Antilles is also slated to head to Virginia next month to compete in the Baker Trophy, a national team racing competition. Team racing is three boats on one team competing against three boats on an opposing team battling for a winning combination.
For this weekend’s Mallory Cup, 16 South Atlantic Interscholastic Sailing Association (SAISA) teams converged at Ransom Everglades School, nestled on the Atlantic shore, for two days of competition. The top three qualifying teams advance to nationals, which will be held next month in Boston.
“I’m very proud of them,” said Coach Edgar Diminich, who came on board in the fall and is now embarking on a personal Olympic sailing campaign. Diminich said the team had a lot of raw talent and good basic sailing knowledge when he arrived on the scene and that his goal since then has been to cultivate self-awareness.
“They are really smart kids and improving their self-awareness will only help boost their performance on the water,” said Diminich. “They’ve made it to nationals, and now it’s more than just being good enough to win, we’re talking about using that self-awareness so they know, as sailors, what they need to do to bring them closer to their goals.”

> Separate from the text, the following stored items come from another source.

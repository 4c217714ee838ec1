//! Dump settings and `migrator.toml` loading.
//!
//! Settings only control how artifacts are named. They never change what a
//! migration state contains.

use anyhow::Context;
use camino::{Utf8Path, Utf8PathBuf};
use fs_err as fs;
use serde::Deserialize;
use tracing::debug;

/// The config file name to search for.
pub const CONFIG_FILE_NAME: &str = "migrator.toml";

pub const DEFAULT_SOURCE_EXTENSION: &str = "swift";
pub const DEFAULT_REMAP_EXTENSION: &str = "remap";

/// File extensions used when printing migration states.
#[derive(Debug, Clone, PartialEq, Eq, Deserialize)]
#[serde(default)]
pub struct DumpSettings {
    /// Extension of the input and output snapshot files.
    pub source_extension: String,

    /// Extension of the replacements file.
    pub remap_extension: String,
}

impl Default for DumpSettings {
    fn default() -> Self {
        Self {
            source_extension: DEFAULT_SOURCE_EXTENSION.to_string(),
            remap_extension: DEFAULT_REMAP_EXTENSION.to_string(),
        }
    }
}

impl DumpSettings {
    pub fn source_extension(&self) -> &str {
        self.source_extension.trim_start_matches('.')
    }

    pub fn remap_extension(&self) -> &str {
        self.remap_extension.trim_start_matches('.')
    }

    /// Reject extensions that cannot name a file inside the output directory.
    pub fn validate(&self) -> anyhow::Result<()> {
        check_extension("source_extension", self.source_extension())?;
        check_extension("remap_extension", self.remap_extension())?;
        Ok(())
    }
}

/// An extension must not contain a path separator on any platform.
pub(crate) fn check_extension(field: &str, extension: &str) -> anyhow::Result<()> {
    if extension.contains(['/', '\\']) {
        anyhow::bail!("{field} `{extension}` must not contain a path separator");
    }
    Ok(())
}

/// Top-level configuration from migrator.toml.
#[derive(Debug, Clone, Default, Deserialize)]
#[serde(default)]
pub struct MigratorConfig {
    pub dump: DumpSettings,
}

/// Look for `migrator.toml` directly inside `dir`.
pub fn discover_config(dir: &Utf8Path) -> Option<Utf8PathBuf> {
    let config_path = dir.join(CONFIG_FILE_NAME);
    if config_path.exists() {
        debug!("found config file at {}", config_path);
        Some(config_path)
    } else {
        debug!("no config file found at {}", config_path);
        None
    }
}

pub fn load_config(path: &Utf8Path) -> anyhow::Result<MigratorConfig> {
    let contents =
        fs::read_to_string(path).with_context(|| format!("read config file {}", path))?;
    parse_config(&contents).with_context(|| format!("parse config file {}", path))
}

pub fn parse_config(contents: &str) -> anyhow::Result<MigratorConfig> {
    let config: MigratorConfig = toml::from_str(contents).context("invalid TOML")?;
    config.dump.validate().context("invalid [dump] settings")?;
    Ok(config)
}

/// Load config from `dir`, or return the default if there is none.
pub fn load_or_default(dir: &Utf8Path) -> anyhow::Result<MigratorConfig> {
    match discover_config(dir) {
        Some(path) => load_config(&path),
        None => Ok(MigratorConfig::default()),
    }
}
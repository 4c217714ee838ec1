use migrator_buffers::{BufferError, BufferStore};
use pretty_assertions::assert_eq;
use std::sync::Arc;
use std::thread;

#[test]
fn entire_text_returns_independent_copy() {
    let store = BufferStore::new();
    let id = store.add_buffer("main.swift", "foo bar");

    let mut text = store.entire_text(id);
    text.push_str(" mutated");

    assert_eq!(store.entire_text(id), "foo bar");
}

#[test]
fn lookups_are_stable_across_calls() {
    let store = BufferStore::new();
    let id = store.add_buffer("main.swift", "let x = 1\n");
    store.add_buffer("other.swift", "let y = 2\n");

    assert_eq!(store.entire_text(id), store.entire_text(id));
    assert_eq!(store.identifier(id), "main.swift");
}

#[test]
fn find_returns_latest_registration() {
    let store = BufferStore::new();
    let first = store.add_buffer("main.swift", "v1");
    let second = store.add_buffer("main.swift", "v2");

    assert_ne!(first, second);
    assert_eq!(store.find("main.swift"), Some(second));
    assert_eq!(store.find("missing.swift"), None);
}

#[test]
fn get_exposes_identifier_and_text() {
    let store = BufferStore::new();
    let id = store.add_buffer("main.swift", "body");
    let buffer = store.get(id).expect("buffer");
    assert_eq!(buffer.identifier, "main.swift");
    assert_eq!(&*buffer.text, "body");
}

#[test]
#[should_panic(expected = "buffer lookup failed")]
fn foreign_handle_panics_on_entire_text() {
    let first = BufferStore::new();
    let second = BufferStore::new();
    let id = first.add_buffer("a.swift", "text");
    let _ = second.entire_text(id);
}

#[test]
fn try_entire_text_reports_foreign_store() {
    let first = BufferStore::new();
    let second = BufferStore::new();
    let id = first.add_buffer("a.swift", "text");
    assert!(matches!(
        second.try_entire_text(id),
        Err(BufferError::ForeignStore { .. })
    ));
}

#[test]
fn concurrent_readers_see_the_same_text() {
    let store = Arc::new(BufferStore::new());
    let id = store.add_buffer("main.swift", "shared text");

    let handles: Vec<_> = (0..4)
        .map(|_| {
            let store = Arc::clone(&store);
            thread::spawn(move || store.entire_text(id))
        })
        .collect();

    for handle in handles {
        assert_eq!(handle.join().expect("reader thread"), "shared text");
    }
}

#[test]
fn registering_more_buffers_keeps_existing_handles_valid() {
    let store = BufferStore::new();
    let id = store.add_buffer("main.swift", "original");
    for i in 0..32 {
        store.add_buffer(format!("gen{i}.swift"), format!("// {i}"));
    }
    assert_eq!(store.entire_text(id), "original");
}
#![no_main]

//! Fuzz target for remap file parsing.
//!
//! This fuzzes `parse_remap` with arbitrary bytes to ensure malformed remap
//! files are rejected with an error rather than a panic.

use libfuzzer_sys::fuzz_target;
use migrator_types::Replacement;

fuzz_target!(|data: &[u8]| {
    let Ok(s) = std::str::from_utf8(data) else {
        return;
    };

    let Ok(entries) = migrator_remap::parse_remap(s) else {
        return;
    };

    // Anything that parses must convert and re-render without panicking.
    let replacements: Vec<Replacement> = entries
        .into_iter()
        .filter_map(|e| Replacement::try_from(e).ok())
        .collect();
    for r in &replacements {
        let _ = r.range();
    }
    if let Ok(rendered) = migrator_remap::render_remap(None, &replacements) {
        let reparsed = migrator_remap::parse_remap(&rendered).expect("rendered remap parses");
        assert_eq!(reparsed.len(), replacements.len());
    }

    // Individual entries, too.
    let _ = serde_json::from_str::<migrator_types::RemapEntryV1>(s);
});
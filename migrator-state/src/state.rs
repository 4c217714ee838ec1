//! The migration step type that drivers hold, dispatching to each kind.

use crate::adapters::FsWritePort;
use crate::artifacts::PrintReport;
use crate::fixit::FixitMigrationState;
use crate::kind::MigrationKind;
use crate::ports::WritePort;
use crate::settings::DumpSettings;
use camino::Utf8Path;

/// One recorded step of a migration, of any kind.
///
/// States are read-only once built. Each variant carries its own
/// representation; the kind is derived from the variant and cannot drift.
#[derive(Debug, Clone)]
pub enum MigrationState {
    Fixit(FixitMigrationState),
}

impl MigrationState {
    pub fn kind(&self) -> MigrationKind {
        match self {
            MigrationState::Fixit(_) => MigrationKind::CompilerFixits,
        }
    }

    /// Full text of the step's input, as an independent copy.
    pub fn input_text(&self) -> String {
        match self {
            MigrationState::Fixit(state) => state.input_text(),
        }
    }

    /// Full text of the step's output, as an independent copy.
    pub fn output_text(&self) -> String {
        match self {
            MigrationState::Fixit(state) => state.output_text(),
        }
    }

    /// Write this step's artifacts into `out_dir`, which must already exist.
    ///
    /// `step_number` keeps filenames unique and ordered across a pipeline.
    /// Returns `true` if any artifact failed to write; the others are still
    /// attempted and left in place.
    pub fn print(&self, step_number: usize, out_dir: &Utf8Path) -> bool {
        match self {
            MigrationState::Fixit(state) => state.print(step_number, out_dir),
        }
    }

    /// Like [`print`](Self::print), with the default writer and per-artifact results.
    pub fn print_report(&self, step_number: usize, out_dir: &Utf8Path) -> PrintReport {
        self.print_with(step_number, out_dir, &DumpSettings::default(), &FsWritePort)
    }

    pub fn print_with(
        &self,
        step_number: usize,
        out_dir: &Utf8Path,
        settings: &DumpSettings,
        writer: &dyn WritePort,
    ) -> PrintReport {
        match self {
            MigrationState::Fixit(state) => {
                state.print_with(step_number, out_dir, settings, writer)
            }
        }
    }

    pub fn as_fixit(&self) -> Option<&FixitMigrationState> {
        match self {
            MigrationState::Fixit(state) => Some(state),
        }
    }
}

impl From<FixitMigrationState> for MigrationState {
    fn from(state: FixitMigrationState) -> Self {
        MigrationState::Fixit(state)
    }
}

In addition to qualifying for the Malloy Cup competition, seniors and team co-captains Sam Morrell (skipper) and Caroline Teare (crew) won first place in the regatta’s top A division.
“Sam and I managed to stay consistent with most of our results, which was key. We were also really happy to have three bullets,” said Teare, referencing their three, first-place wins.
Also scoring coveted bullets were sophomore Teddy Nicolosi (skipper) with Ryan Hunter (crew), who earned two first-place spots on Sunday despite blinding rain to maintain the team’s hold on second place.
Nicolosi wrestled with changing winds in the squall, and he managed to tame them twice in a row.
“The winds were shifting a lot, at first very windy, and then it would go super light,” said Nicolosi. “But we were ready, and we changed the quickest and most efficiently, and that helped us with our speed around the course.”
Saturday featured a total of 16 races, with each school divided into A and B divisions. Sunday saw just eight races due to squalls that prompted a postponement and eventually the cancellation of racing one hour ahead of the scheduled end of the regatta.